Open mr-segfault opened 1 year ago
Updated to the current version that does not need the total_fea.npy output and the error still persists:
INFO:train5:Saving model and optimizer state at epoch 20 to ./logs/train5/G_20.pth
INFO:train5:Saving model and optimizer state at epoch 20 to ./logs/train5/D_20.pth
INFO:train5:====> Epoch: 20
INFO:train5:Training is done. The program is closed.
INFO:train5:saving final ckpt:Success.
Traceback (most recent call last):
File "/home/user/Retrieval-based-Voice-Conversion-WebUI/train_nsf_sim_cache_sid_load_pretrain.py", line 534, in
Tried again (4/27) with a current build, it looks like the Train Feature Index feature is still broken (not preparing index file)

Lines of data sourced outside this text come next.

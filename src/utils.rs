// src/utils.rs
use crate::image_validator::ImageFormat;

/// Get file extension in lowercase
pub fn get_file_extension(filename: &str) -> Option<String> {
    std::path::Path::new(filename)
        .extension()
        .and_then(|ext| ext.to_str())
        .map(|ext| ext.to_lowercase())
}

/// Extension to store an accepted picture under. Keeps the client's extension
/// only when it names the sniffed format, otherwise uses the format's own.
pub fn picture_extension(client_name: Option<&str>, format: ImageFormat) -> String {
    client_name
        .and_then(get_file_extension)
        .filter(|ext| format.accepts_extension(ext))
        .unwrap_or_else(|| format.extension().to_string())
}

/// Download name for the exported PDF, e.g. `resume_ada_lovelace.pdf`
pub fn download_filename(person_name: &str) -> String {
    let slug = person_name
        .to_lowercase()
        .split_whitespace()
        .collect::<Vec<_>>()
        .join("_")
        .chars()
        .filter(|c| c.is_alphanumeric() || *c == '_' || *c == '-')
        .collect::<String>();

    if slug.is_empty() {
        "resume.pdf".to_string()
    } else {
        format!("resume_{}.pdf", slug)
    }
}
// src/types/template.rs
use serde::{Deserialize, Serialize};

/// Visual layout of the rendered resume. Wire ids are 1 (Classic) and 2 (Modern).
#[derive(Debug, Clone, Copy, Default, PartialEq, Eq, Hash, Serialize, Deserialize)]
#[serde(rename_all = "lowercase")]
pub enum TemplateSelector {
    #[default]
    Classic,
    Modern,
}

impl TemplateSelector {
    pub const ALL: [TemplateSelector; 2] = [TemplateSelector::Classic, TemplateSelector::Modern];

    pub fn id(self) -> u8 {
        match self {
            Self::Classic => 1,
            Self::Modern => 2,
        }
    }

    pub fn from_id(id: u8) -> Option<Self> {
        match id {
            1 => Some(Self::Classic),
            2 => Some(Self::Modern),
            _ => None,
        }
    }

    /// Parse a user supplied selector, e.g. a query parameter. Anything that is
    /// not a known id yields `None`; callers decide on the fallback.
    pub fn parse(raw: &str) -> Option<Self> {
        raw.trim().parse::<u8>().ok().and_then(Self::from_id)
    }

    /// Lenient form used by the web flow: invalid or missing means Classic
    pub fn from_query(raw: Option<&str>) -> Self {
        raw.and_then(Self::parse).unwrap_or_default()
    }

    pub fn name(self) -> &'static str {
        match self {
            Self::Classic => "Classic",
            Self::Modern => "Modern",
        }
    }

    pub fn description(self) -> &'static str {
        match self {
            Self::Classic => "A clean, classic layout with clear headings and left-aligned details.",
            Self::Modern => "A modern layout with colored header and stronger visual hierarchy.",
        }
    }
}

#[cfg(test)]
mod tests {
    use super::*;

    #[test]
    fn test_ids() {
        assert_eq!(TemplateSelector::Classic.id(), 1);
        assert_eq!(TemplateSelector::Modern.id(), 2);
        assert_eq!(TemplateSelector::from_id(2), Some(TemplateSelector::Modern));
        assert_eq!(TemplateSelector::from_id(0), None);
        assert_eq!(TemplateSelector::from_id(3), None);
    }

    #[test]
    fn test_from_query_defaults_to_classic() {
        assert_eq!(TemplateSelector::from_query(None), TemplateSelector::Classic);
        assert_eq!(TemplateSelector::from_query(Some("7")), TemplateSelector::Classic);
        assert_eq!(TemplateSelector::from_query(Some("abc")), TemplateSelector::Classic);
        assert_eq!(TemplateSelector::from_query(Some(" 2 ")), TemplateSelector::Modern);
    }
}
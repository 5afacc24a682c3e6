// src/web/mod.rs

pub mod handlers;
pub mod pages;
pub mod session_guard;
pub mod types;

pub use session_guard::{SessionId, SESSION_COOKIE};
pub use types::*;

use anyhow::Result;
use rocket::data::{ByteUnit, Limits};
use rocket::form::Form;
use rocket::fs::FileServer;
use rocket::response::content::RawHtml;
use rocket::response::Redirect;
use rocket::serde::json::Json;
use rocket::{catchers, get, post, routes, Build, Request, Rocket, State};
use std::sync::Arc;
use tracing::{info, info_span, Instrument};

use crate::core::{DocumentConverter, LocalImageStore, SessionStore};
use crate::environment::EnvironmentConfig;

/// Extra room on top of the picture itself for the text fields
const FORM_OVERHEAD_BYTES: u64 = 1024 * 1024;

#[get("/")]
pub async fn details_form(
    session: SessionId,
    sessions: &State<SessionStore>,
    config: &State<ServerConfig>,
) -> RawHtml<String> {
    handlers::details_form_handler(session, sessions, config).await
}

#[post("/", data = "<form>")]
pub async fn submit_details(
    form: Form<DetailsForm<'_>>,
    session: SessionId,
    sessions: &State<SessionStore>,
    store: &State<LocalImageStore>,
    config: &State<ServerConfig>,
) -> Result<SubmitResponse, FlowFailure> {
    let span = info_span!("submit_details", session = %session.as_str());
    handlers::submit_details_handler(form, session, sessions, store, config)
        .instrument(span)
        .await
}

#[get("/template")]
pub async fn template_choice(
    session: SessionId,
    sessions: &State<SessionStore>,
) -> Result<RawHtml<String>, FlowFailure> {
    handlers::template_choice_handler(session, sessions).await
}

#[post("/template", data = "<form>")]
pub async fn select_template(
    form: Form<TemplateForm>,
    session: SessionId,
    sessions: &State<SessionStore>,
) -> Result<Redirect, FlowFailure> {
    handlers::select_template_handler(form, session, sessions).await
}

#[get("/preview?<template>")]
pub async fn preview(
    template: Option<String>,
    session: SessionId,
    sessions: &State<SessionStore>,
) -> Result<RawHtml<String>, FlowFailure> {
    let span = info_span!("preview", session = %session.as_str());
    handlers::preview_handler(template, session, sessions)
        .instrument(span)
        .await
}

#[get("/generate?<template>")]
pub async fn generate_pdf(
    template: Option<String>,
    session: SessionId,
    sessions: &State<SessionStore>,
    converter: &State<Arc<dyn DocumentConverter>>,
) -> Result<PdfResponse, FlowFailure> {
    let span = info_span!(
        "generate_pdf",
        session = %session.as_str(),
        template = %template.as_deref().unwrap_or("default")
    );
    handlers::generate_pdf_handler(template, session, sessions, converter)
        .instrument(span)
        .await
}

#[get("/templates")]
pub async fn get_templates() -> Json<DataResponse<Vec<TemplateInfo>>> {
    handlers::get_templates_handler().await
}

#[get("/health")]
pub async fn health(sessions: &State<SessionStore>) -> Json<TextResponse> {
    handlers::health_handler(sessions).await
}

// Error catchers
#[rocket::catch(400)]
pub fn bad_request() -> RawHtml<String> {
    RawHtml(pages::error_page(400, "The request could not be understood."))
}

#[rocket::catch(404)]
pub fn not_found(request: &Request<'_>) -> RawHtml<String> {
    RawHtml(pages::error_page(
        404,
        &format!("Nothing found at {}", request.uri().path()),
    ))
}

#[rocket::catch(422)]
pub fn unprocessable(request: &Request<'_>) -> RawHtml<String> {
    tracing::warn!("Unprocessable submission to {}", request.uri());
    RawHtml(pages::error_page(
        422,
        "The submitted form could not be read. Please try again.",
    ))
}

#[rocket::catch(500)]
pub fn internal_error() -> RawHtml<String> {
    RawHtml(pages::error_page(
        500,
        "Something went wrong on our side. Please try again in a few moments.",
    ))
}

#[rocket::catch(404)]
pub fn api_not_found() -> Json<StandardErrorResponse> {
    Json(StandardErrorResponse::new(
        "Endpoint not found".to_string(),
        "NOT_FOUND".to_string(),
        vec!["Available endpoints: /api/health, /api/templates".to_string()],
    ))
}

#[rocket::catch(500)]
pub fn api_internal_error() -> Json<StandardErrorResponse> {
    Json(StandardErrorResponse::new(
        "Internal server error".to_string(),
        "INTERNAL_ERROR".to_string(),
        vec![
            "Try again in a few moments".to_string(),
            "Contact support if the problem persists".to_string(),
        ],
    ))
}

/// Upload limits sized so an oversized picture still reaches the validator
fn upload_limits(max_picture_bytes: u64) -> Limits {
    let file_limit = max_picture_bytes.saturating_mul(4);
    Limits::default()
        .limit("file", ByteUnit::from(file_limit))
        .limit(
            "data-form",
            ByteUnit::from(file_limit.saturating_add(FORM_OVERHEAD_BYTES)),
        )
}

/// Assemble the application. The uploads directory must already exist.
pub fn build_rocket(
    config: &EnvironmentConfig,
    converter: Arc<dyn DocumentConverter>,
) -> Rocket<Build> {
    let figment = rocket::Config::figment()
        .merge(("limits", upload_limits(config.max_picture_bytes)));

    let server_config = ServerConfig {
        max_picture_bytes: config.max_picture_bytes,
    };

    rocket::custom(figment)
        .manage(server_config)
        .manage(SessionStore::new(config.session_ttl()))
        .manage(LocalImageStore::new(config.uploads_path.clone()))
        .manage(converter)
        .register("/", catchers![bad_request, not_found, unprocessable, internal_error])
        .register("/api", catchers![api_not_found, api_internal_error])
        .mount(
            "/",
            routes![
                details_form,
                submit_details,
                template_choice,
                select_template,
                preview,
                generate_pdf,
            ],
        )
        .mount("/api", routes![get_templates, health])
        .mount("/uploads", FileServer::from(&config.uploads_path))
}

// Main server start function
pub async fn start_web_server(
    config: EnvironmentConfig,
    converter: Arc<dyn DocumentConverter>,
    port: u16,
) -> Result<()> {
    config.ensure_directories().await?;

    info!("Starting Resume Builder server");
    info!("Uploads: {}", config.uploads_path.display());
    info!("Converter: {:?}", config.converter.kind);

    let rocket = build_rocket(&config, converter);
    let figment = rocket.figment().clone().merge(("port", port));

    let _rocket = rocket
        .configure(figment)
        .launch()
        .await
        .map_err(|e| anyhow::anyhow!("Server failed: {}", e))?;

    Ok(())
}
// src/web/handlers/details_handlers.rs
//! Step one: the details form

use rocket::form::Form;
use rocket::fs::TempFile;
use rocket::response::content::RawHtml;
use rocket::response::Redirect;
use rocket::State;
use std::collections::HashMap;
use tokio::io::AsyncReadExt;
use tracing::{info, warn};

use crate::core::{LocalImageStore, SessionStore};
use crate::image_validator::ImageValidator;
use crate::normalizer::{FieldErrors, FormField, Normalizer, PictureUpload, RawSubmission};
use crate::web::pages;
use crate::web::session_guard::SessionId;
use crate::web::types::{DetailsForm, FlowFailure, ServerConfig, SubmitResponse};

pub async fn details_form_handler(
    session: SessionId,
    sessions: &State<SessionStore>,
    config: &State<ServerConfig>,
) -> RawHtml<String> {
    let state = sessions.load(session.as_str());
    let record = state.record();

    let values = record
        .as_ref()
        .map(|r| RawSubmission::from_record(r).fields)
        .unwrap_or_default();
    let picture = record.as_ref().and_then(|r| r.profile_picture.as_deref());

    RawHtml(pages::details_page(
        &values,
        &FieldErrors::default(),
        picture,
        config.max_picture_bytes,
    ))
}

pub async fn submit_details_handler(
    form: Form<DetailsForm<'_>>,
    session: SessionId,
    sessions: &State<SessionStore>,
    store: &State<LocalImageStore>,
    config: &State<ServerConfig>,
) -> Result<SubmitResponse, FlowFailure> {
    let picture = read_picture(form.profile_picture.as_ref()).await;
    let raw = RawSubmission::new(form.text_fields()).with_picture(picture);

    let mut state = sessions.load(session.as_str());
    let previous_picture = state.record().and_then(|record| record.profile_picture);

    let normalizer = Normalizer::new(
        ImageValidator::new(config.max_picture_bytes),
        store.inner(),
    );

    match normalizer.normalize(&raw, previous_picture.as_deref()) {
        Ok(record) => {
            state.set_record(&record)?;
            sessions.save(session.as_str(), state);
            info!("Stored resume details for {}", record.name);
            Ok(SubmitResponse::Accepted(Redirect::to("/template")))
        }
        Err(errors) => {
            let values: HashMap<String, String> = FormField::TEXT_FIELDS
                .iter()
                .map(|field| (field.key().to_string(), raw.value(*field)))
                .collect();
            Ok(SubmitResponse::Rejected(RawHtml(pages::details_page(
                &values,
                &errors,
                previous_picture.as_deref(),
                config.max_picture_bytes,
            ))))
        }
    }
}

/// Pull the uploaded picture into memory
async fn read_picture(file: Option<&TempFile<'_>>) -> PictureUpload {
    let Some(file) = file else {
        return PictureUpload::Missing;
    };

    let file_name = file
        .raw_name()
        .map(|name| name.dangerous_unsafe_unsanitized_raw().as_str().to_string());

    let reader = match file.open().await {
        Ok(reader) => reader,
        Err(e) => {
            warn!("Failed to open uploaded picture: {}", e);
            return PictureUpload::TransferFailed;
        }
    };
    tokio::pin!(reader);

    let mut bytes = Vec::new();
    match reader.read_to_end(&mut bytes).await {
        Ok(_) => PictureUpload::Received { file_name, bytes },
        Err(e) => {
            warn!("Failed to read uploaded picture: {}", e);
            PictureUpload::TransferFailed
        }
    }
}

Logs are slightly different because the code has been changing but the underlying issue is still present.
INFO:train6:====> Epoch: 20
INFO:train6:Training is done. The program is closed.
INFO:train6:saving final ckpt:Success.
Traceback (most recent call last):
File "/home/user/Retrieval-based-Voice-Conversion-WebUI/train_nsf_sim_cache_sid_load_pretrain.py", line 534, in
I was worried that it was my lower powered PC causing the issue so I tried it on my more powerful one, The logs are less lengthy but are still an expression of the bug - maybe this makes it easier to chase down?

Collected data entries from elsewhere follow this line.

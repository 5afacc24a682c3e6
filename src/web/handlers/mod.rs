pub mod details_handlers;
pub mod export_handlers;
pub mod preview_handlers;
pub mod system_handlers;
pub mod template_handlers;

pub use details_handlers::*;
pub use export_handlers::*;
pub use preview_handlers::*;
pub use system_handlers::*;
pub use template_handlers::*;
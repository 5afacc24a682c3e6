// src/types/resume.rs
//! Resume record held in the session between the form, preview and export steps

use serde::{Deserialize, Serialize};

#[derive(Debug, Clone, PartialEq, Eq, Serialize, Deserialize)]
pub struct ResumeRecord {
    pub name: String,
    pub email: String,
    pub phone: String,
    #[serde(default)]
    pub address: String,
    pub education: Education,
    pub work: WorkExperience,
    /// Free text, comma separated. Use [`ResumeRecord::skills_list`] to read it.
    #[serde(default)]
    pub skills: String,
    /// Relative path under the uploads root, always generated server side.
    #[serde(default)]
    pub profile_picture: Option<String>,
}

#[derive(Debug, Clone, PartialEq, Eq, Serialize, Deserialize)]
pub struct Education {
    pub school: String,
    pub degree: String,
    pub year: String,
}

#[derive(Debug, Clone, PartialEq, Eq, Serialize, Deserialize)]
pub struct WorkExperience {
    pub company: String,
    pub position: String,
    pub years: String,
}

impl ResumeRecord {
    /// Skills split on commas, trimmed, empty entries dropped
    pub fn skills_list(&self) -> Vec<String> {
        split_skills(&self.skills)
    }

    pub fn has_address(&self) -> bool {
        !self.address.is_empty()
    }
}

pub fn split_skills(raw: &str) -> Vec<String> {
    raw.split(',')
        .map(str::trim)
        .filter(|skill| !skill.is_empty())
        .map(str::to_string)
        .collect()
}

#[cfg(test)]
pub(crate) fn sample_record() -> ResumeRecord {
    ResumeRecord {
        name: "Ada Lovelace".to_string(),
        email: "ada@example.com".to_string(),
        phone: "+44 20 7946 0000".to_string(),
        address: "12 St James's Square, London".to_string(),
        education: Education {
            school: "University of London".to_string(),
            degree: "Mathematics".to_string(),
            year: "1835".to_string(),
        },
        work: WorkExperience {
            company: "Analytical Engine Ltd".to_string(),
            position: "Programmer".to_string(),
            years: "1842-1843".to_string(),
        },
        skills: "Mathematics, Algorithms, Poetry".to_string(),
        profile_picture: None,
    }
}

INFO:test2:====> Epoch: 20
INFO:test2:Training is done. The program is closed.
INFO:test2:saving final ckpt:Success.
Traceback (most recent call last):
File "/home/user/Retrieval-based-Voice-Conversion-WebUI/train_nsf_sim_cache_sid_load_pretrain.py", line 534, in
+1 facing the exact same issue.
Your GPU is, 10xx, 16xx, P40, or others?
I was getting this feedback on a dual 3060 (12gb ea) as well as a 1660ti
*
@RVC-Boss Google colab - Tesla T4
INFO:model:Training is done. The program is closed. INFO:model:saving final ckpt:Traceback (most recent call last): File "/content/Retrieval-based-Voice-Conversion-WebUI/train/process_ckpt.py", line 79, in savee torch.save(opt, "weights/%s.pth" % name) File "/usr/local/lib/python3.10/dist-packages/torch/serialization.py", line 440, in save with _open_zipfile_writer(f) as opened_zipfile: File "/usr/local/lib/python3.10/dist-packages/torch/serialization.py", line 315, in _open_zipfile_writer return container(name_or_buffer) File "/usr/local/lib/python3.10/dist-packages/torch/serialization.py", line 288, in init super().init(torch._C.PyTorchFileWriter(str(name))) RuntimeError: Parent directory weights/content/dataset does not exist.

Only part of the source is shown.